Depression and the Creative Process
When I sat down in January and looked at the 2017 calendar, I’d fully expected to release the first book in the Texas Wranglers Series this week or next in honor of the beginning of baseball season.
What I hadn’t planned on was one of the worst depression cycles I’ve experienced in the past couple of years.
Anyone who’s ever struggled with depression (or anxiety) knows that it can be crippling. Simply getting out of bed feels like a major accomplishment. And taking a shower or getting dressed? That deserves a fucking parade.
But while you realize these things, a lot of the time the outside world doesn’t.

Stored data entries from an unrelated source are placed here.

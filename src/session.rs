//! Live session controller
//!
//! Drives one duplex call: acquires devices, performs the remote handshake,
//! wires capture, sampling and playback to the open channel, and tears all of
//! it down in a fixed order. Everything runs on a single cooperative event
//! loop, so no locking is involved.
//!
//! ```text
//! Idle -> Connecting -> Open -> Closed
//!            |                    ^
//!            +--------------------+  (device or handshake failure)
//! ```

use crate::capture::CapturePipeline;
use crate::config::SessionConfig;
use crate::media::{
    CaptureNode, DeviceError, DeviceStream, InputContext, LiveConnector, MediaBackend, MediaConstraints, MediaSink,
    OutputContext, SessionEvent, SessionHandle,
};
use crate::playback::{self, PlaybackScheduler};
use crate::sampler::{self, FrameSampler, PreviewFrame};
use crate::ui::ShellCommand;
use std::fmt;
use std::future::Future;
use std::rc::Rc;
use std::time::Duration;
use tokio::sync::mpsc::{self, UnboundedReceiver};
use tokio::sync::watch;
use tokio::time::{interval_at, Instant, Interval, MissedTickBehavior};
use tracing::{debug, info, warn};

const ELAPSED_TICK: Duration = Duration::from_secs(1);

/// Connection state of a session
#[derive(Debug, Clone, Copy, PartialEq, Eq)]
pub enum ConnectionState {
    Idle,
    Connecting,
    Open,
    /// Terminal for one call; a new call may start from here
    Closed,
}

impl ConnectionState {
    pub fn is_idle_equivalent(self) -> bool {
        matches!(self, ConnectionState::Idle | ConnectionState::Closed)
    }
}

/// User-visible status line
#[derive(Debug, Clone, PartialEq, Eq)]
pub enum SessionStatus {
    Ready,
    WarmingUp,
    Connected,
    CallEnded,
    /// Microphone/camera permission denied or unavailable
    DeviceError(String),
    /// The remote session could not be established
    HandshakeError(String),
    /// Remote error mid-session
    ConnectionLost(String),
}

I tend to internalize my depression and anxiety, and in the process shut everyone out. I detach–there’s really no other way to describe it. I push people away and I put on a mask. Sometimes some people will pick up on something being “off,” but I’ve gotten way too good over the years at hiding what’s really going on.

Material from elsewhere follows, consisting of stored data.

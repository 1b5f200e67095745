//! PCM wire codec
//!
//! Outbound audio is float samples scaled to signed 16-bit little-endian PCM
//! and base64-encoded. Inbound audio is the reverse, scaled by 1/32768.

use crate::media::{MediaBlob, PCM_INPUT_MIME};
use base64::engine::general_purpose;
use base64::Engine;

/// Error decoding an inbound PCM payload
#[derive(Debug, thiserror::Error)]
pub enum PcmError {
    #[error("invalid base64 payload: {0}")]
    Base64(#[from] base64::DecodeError),
}

/// Convert one float sample in [-1.0, 1.0] to i16, clamping out-of-range input.
pub fn f32_to_i16(sample: f32) -> i16 {
    // NaN survives clamp and then casts to 0
    (sample * 32767.0).round().clamp(i16::MIN as f32, i16::MAX as f32) as i16
}

/// Encode float samples as little-endian 16-bit PCM.
pub fn encode_pcm16(samples: &[f32]) -> Vec<u8> {
    let mut bytes = Vec::with_capacity(samples.len() * 2);
    for &sample in samples {
        bytes.extend_from_slice(&f32_to_i16(sample).to_le_bytes());
    }
    bytes
}

/// Encode a capture window into the realtime audio blob.
pub fn encode_audio_blob(samples: &[f32]) -> MediaBlob {
    MediaBlob {
        mime_type: PCM_INPUT_MIME.to_string(),
        data: general_purpose::STANDARD.encode(encode_pcm16(samples)),
    }
}

/// Decode little-endian 16-bit PCM into floats. A trailing odd byte is ignored.
pub fn decode_pcm16(bytes: &[u8]) -> Vec<f32> {
    bytes
        .chunks_exact(2)
        .map(|pair| i16::from_le_bytes([pair[0], pair[1]]) as f32 / 32768.0)
        .collect()
}

/// Decode a base64 PCM16 payload into floats.
pub fn decode_base64_pcm(payload: &str) -> Result<Vec<f32>, PcmError> {
    let bytes = general_purpose::STANDARD.decode(payload)?;
    Ok(decode_pcm16(&bytes))
}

Along with shutting people out, though, I shut down. Some of you are probably nodding your heads in agreement right now, thinking, “Yup” or “Preach!” And if you happen to also be a writer or other creative type, you also know that when the depression gets really bad, the creativity is the first thing to go.

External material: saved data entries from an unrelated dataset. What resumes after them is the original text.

//! Media boundary
//!
//! Traits for everything the session controller drives but does not own the
//! implementation of: capture/playback hardware and the remote duplex channel.
//! The local PulseAudio/camera backend and the Gemini client implement these;
//! tests substitute in-memory fakes.

use crate::playback::PlaybackUnit;
use image::RgbImage;
use std::time::Duration;
use tokio::sync::mpsc::UnboundedSender;

/// MIME descriptor for outbound microphone audio
pub const PCM_INPUT_MIME: &str = "audio/pcm;rate=16000";
/// MIME descriptor for outbound camera stills
pub const JPEG_MIME: &str = "image/jpeg";

/// One base64-encoded media payload for the remote session.
#[derive(Debug, Clone, PartialEq, Eq)]
pub struct MediaBlob {
    pub mime_type: String,
    /// Base64 payload
    pub data: String,
}

impl MediaBlob {
    pub fn is_audio(&self) -> bool {
        self.mime_type.starts_with("audio/")
    }
}

/// Error when a realtime send cannot be delivered
#[derive(Debug, Clone, PartialEq, Eq, thiserror::Error)]
pub enum SendError {
    #[error("session channel is not open")]
    NotOpen,

    #[error("failed to encode realtime input: {0}")]
    Encode(String),
}

/// Error raised by local media devices
#[derive(Debug, thiserror::Error)]
pub enum DeviceError {
    #[error("microphone unavailable: {0}")]
    Microphone(String),

    #[error("camera unavailable: {0}")]
    Camera(String),

    #[error("audio output unavailable: {0}")]
    Output(String),

    #[error("PulseAudio error: {0}")]
    Pulse(String),

    #[error("device resource already released")]
    Released,
}

/// Outbound send capability shared by the capture pipeline and frame sampler.
///
/// Sends are fire-and-forget: a failed send is never queued or retried.
pub trait MediaSink {
    fn send_realtime_input(&self, media: MediaBlob) -> Result<(), SendError>;
}

/// An open duplex session with the remote service.
pub trait SessionHandle: MediaSink {
    fn close(&self) -> Result<(), crate::gemini::LiveError>;
}

/// Inbound notifications from the remote session, in arrival order.
#[derive(Debug, Clone, PartialEq, Eq)]
pub enum SessionEvent {
    /// Base64 PCM16, 24 kHz mono; one contiguous playback unit
    Audio(String),
    /// Remote closed the channel, gracefully or not
    Closed(Option<String>),
    /// Transport or protocol failure mid-session
    Error(String),
}

/// Establishes remote sessions.
#[allow(async_fn_in_trait)]
pub trait LiveConnector {
    type Session: SessionHandle + 'static;

    /// Connect and complete the handshake. Inbound events are delivered on
    /// `events` until the session closes.
    async fn connect(
        &mut self,
        events: UnboundedSender<SessionEvent>,
    ) -> Result<Self::Session, crate::gemini::LiveError>;
}

/// What the controller asks for when acquiring devices
#[derive(Debug, Clone, Copy)]
pub struct MediaConstraints {
    pub audio_sample_rate: u32,
    pub video: bool,
}

/// A block-oriented reader over a microphone track.
pub trait SampleSource: Send {
    /// Wait up to `timeout` for the next block of samples. `Ok(None)` means
    /// nothing arrived in time; `Err(DeviceError::Released)` means the track ended.
    fn next_block(&mut self, timeout: Duration) -> Result<Option<Vec<f32>>, DeviceError>;
}

/// Combined microphone + camera stream exclusively owned by one session.
pub trait DeviceStream {
    /// Open a reader on the audio track.
    fn audio_source(&mut self) -> Result<Box<dyn SampleSource>, DeviceError>;
    /// Latest camera frame, if the video track is live and enabled.
    fn snapshot(&mut self) -> Option<RgbImage>;
    fn set_video_enabled(&mut self, enabled: bool);
    /// Stop every track, releasing the hardware.
    fn stop_tracks(&mut self) -> Result<(), DeviceError>;
}

/// The audio-processing node delivering capture callbacks.
pub trait CaptureNode {
    fn disconnect(&mut self) -> Result<(), DeviceError>;
}

/// Capture-rate audio context.
pub trait InputContext {
    fn sample_rate(&self) -> u32;

    /// Attach a processing node that delivers fixed windows of `window` samples
    /// to `callback`.
    fn create_processor(
        &mut self,
        source: Box<dyn SampleSource>,
        window: usize,
        callback: UnboundedSender<Vec<f32>>,
    ) -> Result<Box<dyn CaptureNode>, DeviceError>;

    fn close(&mut self) -> Result<(), DeviceError>;
}

/// Playback-rate audio context with its own monotonic clock.
pub trait OutputContext {
    fn sample_rate(&self) -> u32;
    /// Seconds since the context was opened
    fn current_time(&self) -> f64;
    /// Queue a unit for playback at `unit.start_time`.
    fn play(&mut self, unit: PlaybackUnit) -> Result<(), DeviceError>;
    fn close(&mut self) -> Result<(), DeviceError>;
}

/// Factory for the local media resources a session needs.
#[allow(async_fn_in_trait)]
pub trait MediaBackend {
    fn create_input_context(&mut self, sample_rate: u32) -> Result<Box<dyn InputContext>, DeviceError>;

    fn create_output_context(&mut self, sample_rate: u32) -> Result<Box<dyn OutputContext>, DeviceError>;

    /// Acquire the combined audio+video stream. Nothing is retained on failure.
    async fn acquire(&mut self, constraints: MediaConstraints) -> Result<Box<dyn DeviceStream>, DeviceError>;
}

So I got depressed and the words wouldn’t come.
This has only been exacerbated by the fact that I’ve felt like something with this book was working but I couldn’t figure out what. It’s only been in the past week or so that the problem clicked for me, and unfortunately that problem means extensive rewrites.
Sure, I could have forged ahead and phoned it in just for the sake of meeting a self-imposed deadline, but y’all deserve better than that. I deserve better than that.
Hell, Thomas and Lilah deserve better than that.
All that to say–depression sucks. On the other hand, y’all will have one doozy of a story to read (hopefully) soon.